- Task to carry out: Starting at the top of the entries, restate word for word each line up to and including the one with "let full_row = self.full.row(self.rows[i]);".

- Given entries:
* * *

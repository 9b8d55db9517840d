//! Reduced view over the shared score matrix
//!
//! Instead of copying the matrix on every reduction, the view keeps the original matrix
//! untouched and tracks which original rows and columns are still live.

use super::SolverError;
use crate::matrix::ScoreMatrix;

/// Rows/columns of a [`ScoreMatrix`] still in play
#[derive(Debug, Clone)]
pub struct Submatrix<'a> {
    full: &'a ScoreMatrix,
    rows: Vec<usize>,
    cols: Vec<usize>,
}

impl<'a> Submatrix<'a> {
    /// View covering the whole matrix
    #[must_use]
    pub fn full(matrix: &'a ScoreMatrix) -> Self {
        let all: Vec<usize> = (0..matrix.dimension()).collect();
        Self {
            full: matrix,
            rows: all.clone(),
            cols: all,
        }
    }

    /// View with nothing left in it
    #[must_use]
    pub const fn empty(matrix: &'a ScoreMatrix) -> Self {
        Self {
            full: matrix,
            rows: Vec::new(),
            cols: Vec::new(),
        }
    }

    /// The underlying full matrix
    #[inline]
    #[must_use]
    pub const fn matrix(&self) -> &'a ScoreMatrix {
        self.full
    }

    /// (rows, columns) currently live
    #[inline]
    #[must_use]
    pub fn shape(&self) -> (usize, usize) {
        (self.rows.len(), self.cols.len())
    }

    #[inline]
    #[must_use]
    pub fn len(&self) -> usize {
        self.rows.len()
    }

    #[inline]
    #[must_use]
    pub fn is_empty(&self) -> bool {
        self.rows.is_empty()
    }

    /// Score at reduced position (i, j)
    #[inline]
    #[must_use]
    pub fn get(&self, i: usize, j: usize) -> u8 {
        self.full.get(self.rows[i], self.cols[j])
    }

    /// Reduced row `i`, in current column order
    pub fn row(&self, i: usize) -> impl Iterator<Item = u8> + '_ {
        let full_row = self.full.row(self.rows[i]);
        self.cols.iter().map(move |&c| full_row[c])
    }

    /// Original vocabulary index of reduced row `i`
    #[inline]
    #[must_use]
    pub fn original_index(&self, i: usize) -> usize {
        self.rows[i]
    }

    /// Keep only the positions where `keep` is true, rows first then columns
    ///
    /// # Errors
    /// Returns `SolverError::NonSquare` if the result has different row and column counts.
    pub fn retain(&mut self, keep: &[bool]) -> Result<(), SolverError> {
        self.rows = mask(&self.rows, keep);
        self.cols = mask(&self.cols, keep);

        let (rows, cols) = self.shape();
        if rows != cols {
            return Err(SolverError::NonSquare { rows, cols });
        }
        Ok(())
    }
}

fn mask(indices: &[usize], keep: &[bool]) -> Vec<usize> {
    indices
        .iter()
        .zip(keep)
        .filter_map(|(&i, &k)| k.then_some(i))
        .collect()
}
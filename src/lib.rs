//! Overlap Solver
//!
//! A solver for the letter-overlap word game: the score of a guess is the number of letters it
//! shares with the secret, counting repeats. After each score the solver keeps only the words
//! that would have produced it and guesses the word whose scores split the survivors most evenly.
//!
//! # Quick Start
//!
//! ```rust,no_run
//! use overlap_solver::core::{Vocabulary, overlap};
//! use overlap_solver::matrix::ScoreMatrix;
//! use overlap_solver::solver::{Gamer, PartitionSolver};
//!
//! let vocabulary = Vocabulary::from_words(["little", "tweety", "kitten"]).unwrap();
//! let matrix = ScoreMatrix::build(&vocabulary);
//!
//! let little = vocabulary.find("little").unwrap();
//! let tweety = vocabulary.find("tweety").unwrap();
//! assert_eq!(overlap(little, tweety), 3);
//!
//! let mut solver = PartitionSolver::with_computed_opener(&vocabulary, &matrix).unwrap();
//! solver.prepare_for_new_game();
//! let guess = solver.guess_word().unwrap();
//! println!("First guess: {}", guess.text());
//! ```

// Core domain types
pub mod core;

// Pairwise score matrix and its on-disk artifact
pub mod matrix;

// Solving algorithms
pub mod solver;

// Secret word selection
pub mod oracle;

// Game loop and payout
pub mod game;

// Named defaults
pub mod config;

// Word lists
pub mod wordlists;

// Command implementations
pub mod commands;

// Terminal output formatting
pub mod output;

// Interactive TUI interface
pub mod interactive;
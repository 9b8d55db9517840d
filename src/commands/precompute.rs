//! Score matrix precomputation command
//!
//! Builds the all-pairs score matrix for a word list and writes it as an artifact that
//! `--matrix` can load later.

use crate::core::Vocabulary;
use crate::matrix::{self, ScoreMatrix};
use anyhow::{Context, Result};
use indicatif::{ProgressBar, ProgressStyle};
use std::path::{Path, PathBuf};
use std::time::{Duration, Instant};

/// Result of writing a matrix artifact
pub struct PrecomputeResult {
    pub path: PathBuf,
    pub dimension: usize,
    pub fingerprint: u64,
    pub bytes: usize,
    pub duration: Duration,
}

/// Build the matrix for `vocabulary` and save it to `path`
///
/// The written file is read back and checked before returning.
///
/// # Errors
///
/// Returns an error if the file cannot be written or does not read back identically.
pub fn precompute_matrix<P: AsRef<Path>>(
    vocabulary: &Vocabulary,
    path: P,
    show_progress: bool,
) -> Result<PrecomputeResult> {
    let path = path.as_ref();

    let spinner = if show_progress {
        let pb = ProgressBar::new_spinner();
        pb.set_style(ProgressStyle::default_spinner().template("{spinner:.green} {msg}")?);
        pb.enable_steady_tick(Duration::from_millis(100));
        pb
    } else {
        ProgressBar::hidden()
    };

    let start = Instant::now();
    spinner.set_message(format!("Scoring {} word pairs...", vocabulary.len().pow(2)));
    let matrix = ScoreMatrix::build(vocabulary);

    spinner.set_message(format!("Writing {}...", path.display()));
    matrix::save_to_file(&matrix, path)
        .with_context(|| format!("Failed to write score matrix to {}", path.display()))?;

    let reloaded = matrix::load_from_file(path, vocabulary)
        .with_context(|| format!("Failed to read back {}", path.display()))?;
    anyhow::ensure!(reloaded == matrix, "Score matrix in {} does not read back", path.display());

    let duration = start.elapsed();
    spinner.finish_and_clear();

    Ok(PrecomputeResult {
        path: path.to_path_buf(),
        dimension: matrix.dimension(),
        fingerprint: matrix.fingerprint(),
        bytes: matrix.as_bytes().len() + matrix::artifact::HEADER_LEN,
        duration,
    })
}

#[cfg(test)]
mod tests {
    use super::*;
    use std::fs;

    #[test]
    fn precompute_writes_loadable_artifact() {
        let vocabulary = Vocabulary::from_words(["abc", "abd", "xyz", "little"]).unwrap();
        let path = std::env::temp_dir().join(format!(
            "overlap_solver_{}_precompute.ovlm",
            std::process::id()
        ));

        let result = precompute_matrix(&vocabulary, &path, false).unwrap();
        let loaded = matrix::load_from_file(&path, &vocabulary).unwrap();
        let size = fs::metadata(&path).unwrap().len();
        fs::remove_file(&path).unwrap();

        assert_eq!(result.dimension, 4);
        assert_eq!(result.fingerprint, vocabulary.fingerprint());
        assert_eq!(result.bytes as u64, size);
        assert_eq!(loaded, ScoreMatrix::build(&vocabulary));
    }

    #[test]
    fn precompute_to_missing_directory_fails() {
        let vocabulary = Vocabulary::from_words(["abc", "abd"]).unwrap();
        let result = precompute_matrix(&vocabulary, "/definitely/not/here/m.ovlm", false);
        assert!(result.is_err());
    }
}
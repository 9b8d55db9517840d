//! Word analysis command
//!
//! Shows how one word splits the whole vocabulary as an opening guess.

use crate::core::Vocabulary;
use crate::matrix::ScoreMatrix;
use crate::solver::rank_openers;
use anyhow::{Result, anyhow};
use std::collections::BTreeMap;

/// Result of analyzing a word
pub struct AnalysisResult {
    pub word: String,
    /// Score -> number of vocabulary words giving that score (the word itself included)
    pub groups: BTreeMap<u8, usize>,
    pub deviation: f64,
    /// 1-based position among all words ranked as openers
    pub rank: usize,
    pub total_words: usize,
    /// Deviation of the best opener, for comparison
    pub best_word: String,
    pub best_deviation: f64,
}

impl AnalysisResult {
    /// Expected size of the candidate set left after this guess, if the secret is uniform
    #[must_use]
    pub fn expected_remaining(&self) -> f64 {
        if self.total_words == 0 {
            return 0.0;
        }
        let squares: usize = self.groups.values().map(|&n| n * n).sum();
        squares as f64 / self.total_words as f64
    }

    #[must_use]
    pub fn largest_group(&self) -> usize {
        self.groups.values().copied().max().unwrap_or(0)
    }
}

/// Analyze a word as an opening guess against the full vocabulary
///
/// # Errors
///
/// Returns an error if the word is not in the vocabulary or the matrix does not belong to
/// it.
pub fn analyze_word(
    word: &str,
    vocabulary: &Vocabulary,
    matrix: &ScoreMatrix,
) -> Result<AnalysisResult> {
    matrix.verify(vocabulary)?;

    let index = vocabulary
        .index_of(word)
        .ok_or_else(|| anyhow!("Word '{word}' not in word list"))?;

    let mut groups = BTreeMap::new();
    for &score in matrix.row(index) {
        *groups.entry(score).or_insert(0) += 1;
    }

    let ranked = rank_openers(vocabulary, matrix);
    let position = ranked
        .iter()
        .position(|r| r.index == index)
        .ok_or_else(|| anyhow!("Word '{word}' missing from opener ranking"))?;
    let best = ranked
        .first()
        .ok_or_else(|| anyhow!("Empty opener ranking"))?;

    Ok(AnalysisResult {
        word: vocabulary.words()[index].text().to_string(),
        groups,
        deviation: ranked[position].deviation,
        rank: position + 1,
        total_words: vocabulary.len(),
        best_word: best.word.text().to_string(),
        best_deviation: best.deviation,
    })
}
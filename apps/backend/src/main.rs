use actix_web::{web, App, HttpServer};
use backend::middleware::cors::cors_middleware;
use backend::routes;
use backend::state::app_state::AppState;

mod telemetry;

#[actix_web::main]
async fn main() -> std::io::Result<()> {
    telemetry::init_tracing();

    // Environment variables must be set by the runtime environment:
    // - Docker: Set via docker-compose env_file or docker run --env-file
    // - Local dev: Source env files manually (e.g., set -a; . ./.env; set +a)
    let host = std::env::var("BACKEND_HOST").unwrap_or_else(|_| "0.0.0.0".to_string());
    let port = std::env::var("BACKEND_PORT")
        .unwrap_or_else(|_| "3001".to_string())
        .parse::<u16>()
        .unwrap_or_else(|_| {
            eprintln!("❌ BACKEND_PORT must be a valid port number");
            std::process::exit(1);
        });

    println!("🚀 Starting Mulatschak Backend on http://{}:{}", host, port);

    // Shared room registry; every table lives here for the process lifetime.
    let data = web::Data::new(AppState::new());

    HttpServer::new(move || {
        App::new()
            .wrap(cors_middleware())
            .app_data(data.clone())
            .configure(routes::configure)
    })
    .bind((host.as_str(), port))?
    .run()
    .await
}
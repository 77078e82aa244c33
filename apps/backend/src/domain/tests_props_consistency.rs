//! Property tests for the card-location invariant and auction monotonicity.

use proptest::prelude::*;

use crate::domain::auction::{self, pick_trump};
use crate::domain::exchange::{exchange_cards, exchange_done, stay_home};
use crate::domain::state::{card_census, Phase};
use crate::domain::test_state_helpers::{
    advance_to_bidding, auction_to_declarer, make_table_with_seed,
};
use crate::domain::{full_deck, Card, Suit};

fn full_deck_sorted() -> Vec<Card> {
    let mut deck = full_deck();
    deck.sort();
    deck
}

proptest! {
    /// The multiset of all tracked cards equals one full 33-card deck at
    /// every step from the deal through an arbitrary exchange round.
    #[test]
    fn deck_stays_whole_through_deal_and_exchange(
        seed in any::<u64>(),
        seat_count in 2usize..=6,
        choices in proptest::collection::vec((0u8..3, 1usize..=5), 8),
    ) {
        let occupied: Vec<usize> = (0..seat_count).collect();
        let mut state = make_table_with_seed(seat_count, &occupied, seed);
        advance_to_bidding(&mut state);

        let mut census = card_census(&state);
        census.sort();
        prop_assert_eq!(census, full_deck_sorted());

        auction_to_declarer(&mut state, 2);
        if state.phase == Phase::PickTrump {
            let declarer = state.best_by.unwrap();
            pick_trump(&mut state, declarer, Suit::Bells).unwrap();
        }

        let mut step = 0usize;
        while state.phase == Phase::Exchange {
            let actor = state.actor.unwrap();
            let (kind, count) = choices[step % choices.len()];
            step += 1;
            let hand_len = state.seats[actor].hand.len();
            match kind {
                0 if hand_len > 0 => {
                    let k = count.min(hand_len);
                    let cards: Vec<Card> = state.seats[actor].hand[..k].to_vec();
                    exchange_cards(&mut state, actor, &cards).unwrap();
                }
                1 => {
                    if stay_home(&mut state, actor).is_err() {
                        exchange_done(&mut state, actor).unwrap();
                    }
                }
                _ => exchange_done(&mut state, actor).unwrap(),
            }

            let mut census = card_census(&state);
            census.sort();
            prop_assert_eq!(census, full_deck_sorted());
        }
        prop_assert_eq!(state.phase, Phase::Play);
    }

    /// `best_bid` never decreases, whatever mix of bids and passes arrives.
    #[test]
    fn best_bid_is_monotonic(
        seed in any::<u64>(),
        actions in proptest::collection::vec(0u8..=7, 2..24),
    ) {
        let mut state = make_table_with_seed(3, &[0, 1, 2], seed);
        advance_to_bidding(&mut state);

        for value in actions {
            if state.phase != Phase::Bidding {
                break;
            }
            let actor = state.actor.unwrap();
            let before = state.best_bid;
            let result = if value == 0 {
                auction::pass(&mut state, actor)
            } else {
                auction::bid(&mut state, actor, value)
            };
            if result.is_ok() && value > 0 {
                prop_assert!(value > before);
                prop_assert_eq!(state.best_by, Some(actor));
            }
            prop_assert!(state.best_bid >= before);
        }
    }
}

* * *

- Written response:
repository 9b8d55db9517840d
//! Reduced view over the shared score matrix
//!
//! Instead of copying the matrix on every reduction, the view keeps the original matrix
//! untouched and tracks which original rows and columns are still live.

use super::SolverError;
use crate::matrix::ScoreMatrix;

/// Rows/columns of a [`ScoreMatrix`] still in play
#[derive(Debug, Clone)]
pub struct Submatrix<'a> {
    full: &'a ScoreMatrix,
    rows: Vec<usize>,
    cols: Vec<usize>,
}

impl<'a> Submatrix<'a> {
    /// View covering the whole matrix
    #[must_use]
    pub fn full(matrix: &'a ScoreMatrix) -> Self {
        let all: Vec<usize> = (0..matrix.dimension()).collect();
        Self {
            full: matrix,
            rows: all.clone(),
            cols: all,
        }
    }

    /// View with nothing left in it
    #[must_use]
    pub const fn empty(matrix: &'a ScoreMatrix) -> Self {
        Self {
            full: matrix,
            rows: Vec::new(),
            cols: Vec::new(),
        }
    }

    /// The underlying full matrix
    #[inline]
    #[must_use]
    pub const fn matrix(&self) -> &'a ScoreMatrix {
        self.full
    }

    /// (rows, columns) currently live
    #[inline]
    #[must_use]
    pub fn shape(&self) -> (usize, usize) {
        (self.rows.len(), self.cols.len())
    }

    #[inline]
    #[must_use]
    pub fn len(&self) -> usize {
        self.rows.len()
    }

    #[inline]
    #[must_use]
    pub fn is_empty(&self) -> bool {
        self.rows.is_empty()
    }

    /// Score at reduced position (i, j)
    #[inline]
    #[must_use]
    pub fn get(&self, i: usize, j: usize) -> u8 {
        self.full.get(self.rows[i], self.cols[j])
    }

    /// Reduced row `i`, in current column order
    pub fn row(&self, i: usize) -> impl Iterator<Item = u8> + '_ {
        let full_row = self.full.row(self.rows[i]);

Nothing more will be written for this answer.